村人たちは石壁の内側に身を隠しながら、手にした石やバケツの水を使って必死にモンスターを自爆させずに追い払おうとしているが、モンスターは容易に引き下がる様子はなく、追い詰められた村の危機は刻一刻と迫っていた。
「レオ、準備はいいか?」
アルが低く声をかける。彼の手には黒燐魔鋼の双剣が握られていた。魔法攻撃を弾く「魔障の盾」を展開してまずは兄弟がモンスターに近づく。
「もちろんだ。そっちはどうだ、リン?」
レオが自分の大剣を軽く構えながら振り返る。アップグレードされたばかりの剣は、彼の手にすでに馴染んだようだ。
「大丈夫だよー!2人を凍らせないように気をつけるから、2人も火傷しないように気をつけてぇー!!」
「了解だ。行こう、レオ!」
アルとレオは一気に前進し、モンスターの猛攻を盾で受け止めながら距離を詰める。灼熱の火炎が幾度も襲いかかるが、魔障の盾がそのすべてを弾き返す。
「もう少しだ!」
レオが叫ぶ。モンスターたちは動きを止めることなく攻撃を続けているが、2人はぎりぎりまで接近することに成功した。
その瞬間、大きな声で合図する。
「いっくよー!」
放った氷魔法は凍てつく冷気を広げながら一直線に進みモンスターたちを瞬く間に覆い尽くし、その動きを完全に封じる。何が起こったのか理解する暇もなく、モンスターたちは凍りついた姿で硬直した。
「やるぞ!」
アルとレオは迷うことなく動いた。凍結したモンスターに向かって疾風のごとく駆け寄り、その首元を剣で正確に斬り払う。
ズサッ、ボトッっと首があっけなく切り落とされ、モンスターの巨体が地面に崩れ落ちた。即座に首を刎ねられたことで、自爆する暇さえ与えられず、モンスターたちは沈黙した。

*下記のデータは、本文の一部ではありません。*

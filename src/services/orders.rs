use std::collections::HashMap;
use std::str::FromStr;
use std::sync::Arc;

use chrono::{DateTime, Utc};
use rust_decimal::Decimal;
use sea_orm::{
    sea_query::Expr, ActiveModelTrait, ActiveValue::Set, ColumnTrait, EntityTrait,
    PaginatorTrait, QueryFilter, QueryOrder, SqlErr, TransactionTrait,
};
use serde::{Deserialize, Serialize};
use tracing::{error, info, instrument, warn};
use utoipa::ToSchema;
use uuid::Uuid;
use validator::Validate;

use crate::{
    config::AppConfig,
    db::DbPool,
    entities::{
        order::{self, ActiveModel as OrderActiveModel, Entity as OrderEntity, Model as OrderModel},
        order_line::{
            self, ActiveModel as OrderLineActiveModel, Entity as OrderLineEntity,
            Model as OrderLineModel,
        },
    },
    errors::ServiceError,
    events::{Event, EventSender},
    models::history::{HistoryMetadata, LineChange, LineSummary},
    models::status::{OrderStatus, OrderType},
    services::history,
};

/// Request/Response types for the order service
#[derive(Debug, Serialize, Deserialize, Validate, ToSchema)]
pub struct CreateOrderRequest {
    pub order_type: OrderType,
    pub counterparty_id: Uuid,
    pub expected_date: Option<DateTime<Utc>>,
    pub notes: Option<String>,
    /// Acting user recorded in the history entry; defaults to "system".
    pub actor: Option<String>,
    /// Zero lines is allowed: pending orders may be saved as drafts.
    #[validate]
    pub lines: Vec<OrderLineInput>,
}

#[derive(Debug, Clone, Serialize, Deserialize, Validate, ToSchema)]
pub struct OrderLineInput {
    pub item_id: Uuid,
    #[validate(range(min = 1, message = "Quantity must be a positive integer"))]
    pub quantity: i32,
    pub unit_price: Decimal,
}

#[derive(Debug, Serialize, Deserialize, Validate, ToSchema)]
pub struct UpdateOrderLinesRequest {
    pub actor: Option<String>,
    #[validate]
    pub lines: Vec<OrderLineInput>,
}

#[derive(Debug, Serialize, Deserialize, ToSchema)]
pub struct OrderLineResponse {
    pub id: Uuid,
    pub item_id: Uuid,
    pub quantity: i32,
    pub unit_price: Decimal,
    pub amount: Decimal,
}

#[derive(Debug, Serialize, Deserialize, ToSchema)]
pub struct OrderResponse {
    pub id: Uuid,
    pub order_number: String,
    pub order_type: OrderType,
    pub counterparty_id: Uuid,
    pub status: OrderStatus,
    pub order_date: DateTime<Utc>,
    pub expected_date: Option<DateTime<Utc>>,
    pub total_amount: Decimal,
    pub notes: Option<String>,
    pub created_at: DateTime<Utc>,
    pub updated_at: Option<DateTime<Utc>>,
    pub version: i32,
    pub lines: Vec<OrderLineResponse>,
}

#[derive(Debug, Serialize, Deserialize, ToSchema)]
pub struct OrderListResponse {
    pub orders: Vec<OrderResponse>,
    pub total: u64,
    pub page: u64,
    pub per_page: u64,
}

/// Order-number prefixes, taken from configuration.
#[derive(Debug, Clone)]
pub struct OrderNumberPrefixes {
    pub sales: String,
    pub purchase: String,
}

impl OrderNumberPrefixes {
    pub fn from_config(cfg: &AppConfig) -> Self {
        Self {
            sales: cfg.sales_order_prefix.clone(),
            purchase: cfg.purchase_order_prefix.clone(),
        }
    }

    fn for_type(&self, order_type: OrderType) -> &str {
        match order_type {
            OrderType::Sales => &self.sales,
            OrderType::Purchase => &self.purchase,
        }
    }
}

pub(crate) fn parse_status(model: &OrderModel) -> Result<OrderStatus, ServiceError> {
    OrderStatus::from_str(&model.status).map_err(|_| {
        error!(order_id = %model.id, status = %model.status, "order has unrecognized status");
        ServiceError::InternalError(format!(
            "order {} has unrecognized status '{}'",
            model.id, model.status
        ))
    })
}

pub(crate) fn to_order_response(
    model: OrderModel,
    lines: Vec<OrderLineModel>,
) -> Result<OrderResponse, ServiceError> {
    let status = parse_status(&model)?;
    let order_type = OrderType::from_str(&model.order_type).map_err(|_| {
        ServiceError::InternalError(format!(
            "order {} has unrecognized type '{}'",
            model.id, model.order_type
        ))
    })?;

    Ok(OrderResponse {
        id: model.id,
        order_number: model.order_number,
        order_type,
        counterparty_id: model.counterparty_id,
        status,
        order_date: model.order_date,
        expected_date: model.expected_date,
        total_amount: model.total_amount,
        notes: model.notes,
        created_at: model.created_at,
        updated_at: model.updated_at,
        version: model.version,
        lines: lines
            .into_iter()
            .map(|line| OrderLineResponse {
                id: line.id,
                item_id: line.item_id,
                quantity: line.quantity,
                unit_price: line.unit_price,
                amount: line.amount,
            })
            .collect(),
    })
}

「2人とも、怪我はない?!さすがだね!!あっという間に終わっちゃったよ!!」
軽く手を振りながら近づく。
「いや、リンがいなかったらこんなに簡単にはいかない。凍らせるタイミング、完璧だった。」
「うん!こんなにレッドホットバードを簡単に討伐できるなんてリンの魔法はやっぱりすごいよ!」
アルとレオが肩越しに振り返り微笑む。褒められて照れ笑いを浮かべていると、石壁の内側から村人たちが一斉に出てきた。倒されたモンスターを見て誰もが安堵の表情を浮かべる。
「本当に助かりました!!」
一人の村人が声を上げ、感謝の気持ちを込めて頭を深く下げる。
「冒険者の方々ですか?」
別の村人が興奮気味に問いかける。
「あと少しで村人全員、焼き殺されるところでした…」
もう一人が、震えた声で続ける。焼け焦げた村の周辺の風景を眺めながら、その言葉に恐怖が滲んでいる。
「村を救っていただき、ありがとうございます!!」
全員が口々に感謝の言葉を述べ、改めて頭を下げてくるが、レオが疑問を口にする。
「どうやってレッドホットバードをあそこまで怒らせたんだ?縄張りを荒らしたり、卵を盗んだりしなきゃここまで襲ってきたりしないだろう??」
とのレオの問いかけに腰が曲がり気味の村長と名乗るおじいさんが渋々語り出した。